(Excerpts from a dataset)
=======
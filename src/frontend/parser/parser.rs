//! Recursive-descent parser core: token access, keyword folding, and the
//! translation-unit entry point. Declaration, statement, and expression
//! grammars live in their own files.

use rustc_hash::FxHashSet;

use crate::common::error::{AnalysisError, Result};
use crate::common::source::SourceManager;
use crate::frontend::lexer::TokenKind;
use crate::frontend::preprocessor::PpToken;

use super::ast::{Ast, NodeId, NodeKind};

pub struct Parser<'a> {
    pub(super) toks: &'a [PpToken],
    /// Keywordized token kinds, parallel to `toks`. Identifiers become
    /// keywords only here, after preprocessing, so macros may share
    /// spellings with keywords.
    pub(super) kinds: Vec<TokenKind>,
    pub(super) pos: usize,
    pub(super) ast: Ast,
    pub(super) typedef_names: FxHashSet<String>,
    pub(super) block_depth: usize,
    sm: &'a SourceManager,
}

/// Parse a preprocessed token stream into an AST arena.
pub fn parse_translation_unit(toks: &[PpToken], sm: &SourceManager) -> Result<Ast> {
    let mut parser = Parser::new(toks, sm);
    while !parser.at_end() {
        let decls = parser.parse_external_decl()?;
        parser.ast.top_level.extend(decls);
    }
    parser.ast.fixup_parents();
    Ok(parser.ast)
}

impl<'a> Parser<'a> {
    fn new(toks: &'a [PpToken], sm: &'a SourceManager) -> Self {
        let kinds = toks
            .iter()
            .map(|t| match t.tok.ident() {
                Some(word) => TokenKind::from_keyword(word).unwrap_or_else(|| t.tok.kind.clone()),
                None => t.tok.kind.clone(),
            })
            .collect();
        Self {
            toks,
            kinds,
            pos: 0,
            ast: Ast::new(),
            typedef_names: FxHashSet::default(),
            block_depth: 0,
            sm,
        }
    }

    pub(super) fn at_end(&self) -> bool {
        self.pos >= self.toks.len()
    }

    pub(super) fn kind(&self) -> &TokenKind {
        self.kinds.get(self.pos).unwrap_or(&TokenKind::Eof)
    }

    pub(super) fn kind_at(&self, n: usize) -> &TokenKind {
        self.kinds.get(self.pos + n).unwrap_or(&TokenKind::Eof)
    }

    pub(super) fn at(&self, kind: &TokenKind) -> bool {
        self.kind() == kind
    }

    pub(super) fn bump(&mut self) -> usize {
        let i = self.pos;
        self.pos += 1;
        i
    }

    pub(super) fn eat(&mut self, kind: &TokenKind) -> bool {
        if self.at(kind) {
            self.pos += 1;
            true
        } else {
            false
        }
    }

    pub(super) fn expect(&mut self, kind: &TokenKind, what: &str) -> Result<usize> {
        if self.at(kind) {
            Ok(self.bump())
        } else {
            Err(self.error(format!("expected {}, got '{}'", what, self.kind().text())))
        }
    }

    pub(super) fn error(&self, message: impl Into<String>) -> AnalysisError {
        let loc = match self.toks.get(self.pos.min(self.toks.len().saturating_sub(1))) {
            Some(t) => self.sm.resolve_span(t.file_span()),
            None => self.sm.resolve_span(crate::common::source::Span::invalid()),
        };
        AnalysisError::Parse { loc, message: message.into() }
    }

    /// The current identifier text, ignoring keyword folding.
    pub(super) fn ident_text(&self) -> Option<&str> {
        match self.kind() {
            TokenKind::Identifier(s) => Some(s),
            _ => None,
        }
    }

    /// Add a node covering tokens `[first, current)`.
    pub(super) fn finish(&mut self, kind: NodeKind, first_tok: usize) -> NodeId {
        let last = self.pos.saturating_sub(1).max(first_tok);
        self.ast.add(kind, first_tok as u32, last as u32)
    }

    pub(super) fn span_of(&self, tok_idx: usize) -> crate::common::source::Span {
        self.toks
            .get(tok_idx)
            .map(|t| t.tok.span)
            .unwrap_or_else(crate::common::source::Span::invalid)
    }
}
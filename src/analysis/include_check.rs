//! Include-globality oracle.
//!
//! An include is global when it could be hoisted to the top of the
//! translation unit: the included and including files are identifiable by
//! real path, the including file was not itself pulled in at a non-global
//! location, and the directive does not sit inside any declaration.

use std::collections::BTreeSet;

use crate::common::source::{SourceManager, Span};

/// Result of checking one include record.
pub struct IncludeCheck {
    pub valid: bool,
    pub included_file_name: String,
}

/// Check one `#include` record against the §-ordered validity rules.
/// Failed includes poison `local_includes` with the included file's real
/// path so its transitive includes report non-global too.
pub fn is_global_include(
    sm: &SourceManager,
    included_file: Option<u32>,
    hash_loc: Span,
    local_includes: &mut BTreeSet<String>,
    decl_ranges: &[Span],
) -> IncludeCheck {
    // The included file must exist and have a real path.
    let Some(included_fid) = included_file else {
        return fail(local_includes, String::new());
    };
    let Some(included_realpath) = sm.real_path(included_fid).map(|s| s.to_string()) else {
        return fail(local_includes, String::new());
    };
    if included_realpath.is_empty() {
        return fail(local_includes, included_realpath);
    }

    // The hash location and the including file must be identifiable.
    if !hash_loc.is_valid() {
        return fail(local_includes, included_realpath);
    }
    let including_realpath = match sm.real_path(hash_loc.file_id) {
        Some(p) if !p.is_empty() => p.to_string(),
        _ => return fail(local_includes, included_realpath),
    };

    // The including file must not itself have been included locally.
    if local_includes.contains(&including_realpath) {
        return fail(local_includes, included_realpath);
    }

    // The directive must not sit inside any declaration.
    let inside_decl = decl_ranges.iter().any(|range| {
        range.is_valid()
            && range.file_id == hash_loc.file_id
            && range.start <= hash_loc.start
            && hash_loc.start < range.end
    });
    if inside_decl {
        return fail(local_includes, included_realpath);
    }

    IncludeCheck { valid: true, included_file_name: included_realpath }
}

fn fail(local_includes: &mut BTreeSet<String>, included_realpath: String) -> IncludeCheck {
    if !included_realpath.is_empty() {
        local_includes.insert(included_realpath.clone());
    }
    IncludeCheck { valid: false, included_file_name: included_realpath }
}
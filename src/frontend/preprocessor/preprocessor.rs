//! Token-based C preprocessor with observer callbacks.
//!
//! The engine expands macros over token vectors rather than text so that
//! every output token keeps its spelling span and the stack of expansion
//! instances it passed through. That provenance is what the downstream
//! alignment matcher compares against macro definition tokens.
//!
//! Expansion follows C11 6.10.3: arguments are fully expanded before
//! substitution (`#`/`##` operands use the raw tokens), the substituted
//! body is rescanned with the macro's own name suppressed, and suppressed
//! names are painted so they never re-expand.
//!
//! Observers register through [`PpCallbacks`] and receive definition,
//! expansion begin/end (with argument records), include, and
//! conditional-inspection events while preprocessing runs.

use tracing::{debug, warn};

use crate::common::error::{AnalysisError, Result};
use crate::common::source::{SourceManager, Span};
use crate::frontend::lexer::{Lexer, Token, TokenKind};

use super::expr_eval::eval_condition;
use super::includes::FileLoader;
use super::macro_defs::{parse_define, MacroDef, MacroTable};

/// Identifies one macro-expansion instance within a translation unit.
#[derive(Debug, Clone, Copy, PartialEq, Eq, Hash)]
pub struct ExpansionId(pub u32);

/// One level of a token's expansion provenance: the instance that produced
/// the token and the span of that instance's invocation in the enclosing
/// spelling context.
#[derive(Debug, Clone, Copy)]
pub struct ExpCtx {
    pub exp: ExpansionId,
    pub call_span: Span,
}
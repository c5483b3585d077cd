//! Statement parsing.

use crate::common::error::Result;
use crate::frontend::lexer::TokenKind;

use super::ast::{NodeId, NodeKind};
use super::parser::Parser;

impl<'a> Parser<'a> {
    pub(super) fn parse_compound_stmt(&mut self) -> Result<NodeId> {
        let first = self.pos;
        self.expect(&TokenKind::LBrace, "'{'")?;
        self.block_depth += 1;
        let mut items = Vec::new();
        while !self.at(&TokenKind::RBrace) && !self.at_end() {
            if self.is_declaration_start() {
                let d_first = self.pos;
                let decls = self.parse_declaration(true)?;
                items.push(self.finish(NodeKind::DeclStmt(decls), d_first));
            } else {
                items.push(self.parse_stmt()?);
            }
        }
        self.block_depth -= 1;
        self.expect(&TokenKind::RBrace, "'}'")?;
        Ok(self.finish(NodeKind::Compound(items), first))
    }

    pub(super) fn parse_stmt(&mut self) -> Result<NodeId> {
        use TokenKind::*;
        let first = self.pos;
        match self.kind().clone() {
            LBrace => self.parse_compound_stmt(),
            If => {
                self.bump();
                self.expect(&LParen, "'(' after if")?;
                let cond = self.parse_expr()?;
                self.expect(&RParen, "')' after condition")?;
                let then = self.parse_stmt()?;
                let other = if self.eat(&Else) { Some(self.parse_stmt()?) } else { None };
                Ok(self.finish(NodeKind::If(cond, then, other), first))
            }
            While => {
                self.bump();
                self.expect(&LParen, "'(' after while")?;
                let cond = self.parse_expr()?;
                self.expect(&RParen, "')' after condition")?;
                let body = self.parse_stmt()?;
                Ok(self.finish(NodeKind::While(cond, body), first))
            }
            Do => {
                self.bump();
                let body = self.parse_stmt()?;
                self.expect(&While, "'while' after do body")?;
                self.expect(&LParen, "'(' after while")?;
                let cond = self.parse_expr()?;
                self.expect(&RParen, "')' after condition")?;
                self.expect(&Semicolon, "';' after do-while")?;
                Ok(self.finish(NodeKind::DoWhile(body, cond), first))
            }
            For => {
                self.bump();
                self.expect(&LParen, "'(' after for")?;
                let init = if self.eat(&Semicolon) {
                    None
                } else if self.is_declaration_start() {
                    let d_first = self.pos;
                    let decls = self.parse_declaration(true)?;
                    Some(self.finish(NodeKind::DeclStmt(decls), d_first))
                } else {
                    let e = self.parse_expr()?;
                    self.expect(&Semicolon, "';' after for initializer")?;
                    Some(e)
                };
                let cond = if self.at(&Semicolon) { None } else { Some(self.parse_expr()?) };
                self.expect(&Semicolon, "';' after for condition")?;
                let step = if self.at(&RParen) { None } else { Some(self.parse_expr()?) };
                self.expect(&RParen, "')' after for clauses")?;
                let body = self.parse_stmt()?;
                Ok(self.finish(NodeKind::For(init, cond, step, body), first))
            }
            Switch => {
                self.bump();
                self.expect(&LParen, "'(' after switch")?;
                let cond = self.parse_expr()?;
                self.expect(&RParen, "')' after switch expression")?;
                let body = self.parse_stmt()?;
                Ok(self.finish(NodeKind::Switch(cond, body), first))
            }
            Case => {
                self.bump();
                let value = self.parse_conditional()?;
                self.expect(&Colon, "':' after case value")?;
                let body = self.parse_stmt()?;
                Ok(self.finish(NodeKind::Case(value, body), first))
            }
            Default => {
                self.bump();
                self.expect(&Colon, "':' after default")?;
                let body = self.parse_stmt()?;
                Ok(self.finish(NodeKind::Default(body), first))
            }
            Break => {
                self.bump();
                self.expect(&Semicolon, "';' after break")?;
                Ok(self.finish(NodeKind::Break, first))
            }
            Continue => {
                self.bump();
                self.expect(&Semicolon, "';' after continue")?;
                Ok(self.finish(NodeKind::Continue, first))
            }
            Goto => {
                self.bump();
                let Some(label) = self.ident_text().map(|s| s.to_string()) else {
                    return Err(self.error("expected label after goto"));
                };
                self.bump();
                self.expect(&Semicolon, "';' after goto")?;
                Ok(self.finish(NodeKind::Goto(label), first))
            }
            Return => {
                self.bump();
                let value = if self.at(&Semicolon) { None } else { Some(self.parse_expr()?) };
                self.expect(&Semicolon, "';' after return")?;
                Ok(self.finish(NodeKind::Return(value), first))
            }
            Semicolon => {
                self.bump();
                Ok(self.finish(NodeKind::ExprStmt(None), first))
            }
            Identifier(name) if self.kind_at(1) == &Colon => {
                self.bump();
                self.bump();
                let body = self.parse_stmt()?;
                Ok(self.finish(NodeKind::Label(name, body), first))
            }
            _ => {
                let e = self.parse_expr()?;
                self.expect(&Semicolon, "';' after expression")?;
                Ok(self.finish(NodeKind::ExprStmt(Some(e)), first))
            }
        }
    }
}
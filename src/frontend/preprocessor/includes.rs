//! Include-file resolution.
//!
//! The preprocessor resolves `#include` names through a [`FileLoader`] so
//! the engine itself never touches the filesystem. The driver supplies a
//! filesystem-backed loader; tests supply a virtual one.

use std::path::{Path, PathBuf};

use rustc_hash::FxHashMap;

/// A file produced by include resolution.
#[derive(Debug, Clone)]
pub struct LoadedFile {
    /// The name to display for this file.
    pub name: String,
    /// The resolved filesystem path, if the file has one.
    pub real_path: Option<String>,
    pub content: String,
}

/// Resolves include names to file contents.
pub trait FileLoader {
    /// Resolve an include. `including_dir` is the directory of the file
    /// containing the directive, used for quoted includes.
    fn load(&self, name: &str, is_angled: bool, including_dir: Option<&str>) -> Option<LoadedFile>;
}

/// Filesystem-backed loader searching the including directory (for quoted
/// includes) and then the configured include directories.
#[derive(Debug, Default)]
pub struct FsLoader {
    pub include_dirs: Vec<PathBuf>,
}

impl FsLoader {
    pub fn new(include_dirs: Vec<PathBuf>) -> Self {
        Self { include_dirs }
    }

    fn try_path(path: &Path) -> Option<LoadedFile> {
        let content = std::fs::read_to_string(path).ok()?;
        let real_path = std::fs::canonicalize(path)
            .ok()
            .map(|p| p.to_string_lossy().into_owned());
        Some(LoadedFile {
            name: path.to_string_lossy().into_owned(),
            real_path,
            content,
        })
    }
}

impl FileLoader for FsLoader {
    fn load(&self, name: &str, is_angled: bool, including_dir: Option<&str>) -> Option<LoadedFile> {
        if !is_angled {
            if let Some(dir) = including_dir {
                if let Some(f) = Self::try_path(&Path::new(dir).join(name)) {
                    return Some(f);
                }
            }
        }
        for dir in &self.include_dirs {
            if let Some(f) = Self::try_path(&dir.join(name)) {
                return Some(f);
            }
        }
        None
    }
}

/// In-memory loader for tests and library embedding. Registered files get a
/// synthetic real path under `/virtual/` so their locations render as valid.
#[derive(Debug, Default)]
pub struct VirtualLoader {
    files: FxHashMap<String, String>,
}

impl VirtualLoader {
    pub fn new() -> Self {
        Self { files: FxHashMap::default() }
    }

    pub fn add(&mut self, name: &str, content: &str) {
        self.files.insert(name.to_string(), content.to_string());
    }
}

impl FileLoader for VirtualLoader {
    fn load(&self, name: &str, _is_angled: bool, _including_dir: Option<&str>) -> Option<LoadedFile> {
        self.files.get(name).map(|content| LoadedFile {
            name: name.to_string(),
            real_path: Some(format!("/virtual/{}", name)),
            content: content.clone(),
        })
    }
}
//! Auxiliary preprocessor observers: macro definition information and
//! include-directive collection. Registered alongside the macro forest,
//! the way the original consumer stacks several callback objects on one
//! preprocessor.

use std::collections::{BTreeMap, BTreeSet};

use crate::common::source::Span;
use crate::frontend::preprocessor::{MacroDef, PpCallbacks};

/// Records macro definitions and the macro names the preprocessor itself
/// inspected in conditionals.
///
/// Sorted containers make report output deterministic across runs.
#[derive(Debug, Default)]
pub struct DefinitionInfoCollector {
    /// Macro name -> location of its most recent definition's name token.
    pub macro_names_definitions: BTreeMap<String, Span>,
    /// Names inspected by `#ifdef`, `#ifndef`, or `defined(...)`.
    pub inspected_macro_names: BTreeSet<String>,
}

impl DefinitionInfoCollector {
    pub fn new() -> Self {
        Self::default()
    }
}

impl PpCallbacks for DefinitionInfoCollector {
    fn macro_defined(&mut self, name: &str, def: &MacroDef) {
        self.macro_names_definitions.insert(name.to_string(), def.name_span);
    }

    fn macro_name_inspected(&mut self, name: &str) {
        self.inspected_macro_names.insert(name.to_string());
    }
}

/// Records one entry per `#include` directive, in directive order:
/// the resolved file (when resolution succeeded) and the location of the
/// `#` that introduced it.
#[derive(Debug, Default)]
pub struct IncludeCollector {
    pub include_entries_locs: Vec<(Option<u32>, Span)>,
}

impl IncludeCollector {
    pub fn new() -> Self {
        Self::default()
    }
}

impl PpCallbacks for IncludeCollector {
    fn include_directive(&mut self, hash_span: Span, file_id: Option<u32>) {
        self.include_entries_locs.push((file_id, hash_span));
    }
}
=======
> _What the task asks_: The lines above that hold "preprocessing" are the result; show every one of them.

> _The answer_:
    /// keywords only here, after preprocessing, so macros may share
//! conditional-inspection events while preprocessing runs.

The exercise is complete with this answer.